Sebenarnya tentu tidak ada masalah untuk mengetahui mana yang salah dan mana yang benar, tapi kultur organisasi dan sosial masisir yang sedemikian rupa menghajatkan agar “si pelaku” bukan hanya dihukumi salah, tapi dicari-cari juga kesalahan lainnya, dihujat-hujat, dibunuh karakternya. Hal yang menyedihkan adalah bahwa terkadang pembunuhan karakter ini dilakukan meski sudah ada usaha damai di balik layar yang diusahakan oleh pihak-pihak yang berkonflik. Akhirnya, permasalahan yang sebenarnya bisa selesai dengan “gentleman agreement” malah berujung pada konflik yang tak berujung, dan tidak jarang ditunggangi kepentingan politik tertentu. Betapa menyedihkan.

Di tulisan ini, sebagai seseorang yang pernah terjun dalam dunia legislatif permasisiran, izinkan saya untuk sedikit mengutarakan pandangan saya terkait kasus ini, lalu bagaimana penyelesaian yang ideal, serta apa yang menurut saya pelajaran paling penting dari huru-hara ini. Poin nomor tiga, bagi saya adalah poin utama dari tulisan ini. Poin satu dan dua merupakan usaha saya untuk menyampaikan konteks dan juga mungkin bisa mengimbangi narasi yang berkembang di publik.
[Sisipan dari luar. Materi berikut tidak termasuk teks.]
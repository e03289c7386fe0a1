pub mod local;
pub mod openai;

pub use local::{CharacterNgramEmbedder, OfflineCompletion, TextLayerOnly, OFFLINE_REPLY};
pub use openai::{OpenAiClient, OpenAiConfig};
Dalam kasus ini, jika saya sederhanakan, “pemain”-nya ada tiga; Panitia Wisuda, Dewan Pengurus (DP) PPMI Mesir, dan para wisudawan. Alih-alih menyampaikan “siapa yang salah” dari peristiwa ini, saya justru ingin menguraikan apa yang menurut saya keliru dari ketiga pemain ini. Karena kesalahan terbesar dari peristiwa ini bukan datang dari satu “pemain” saja, tapi karena konflik ini menjadi huru-hara yang berkepanjangan, sesuatu yang jika masing-masing memainkan perannya dengan bijak seharusnya tidak terjadi.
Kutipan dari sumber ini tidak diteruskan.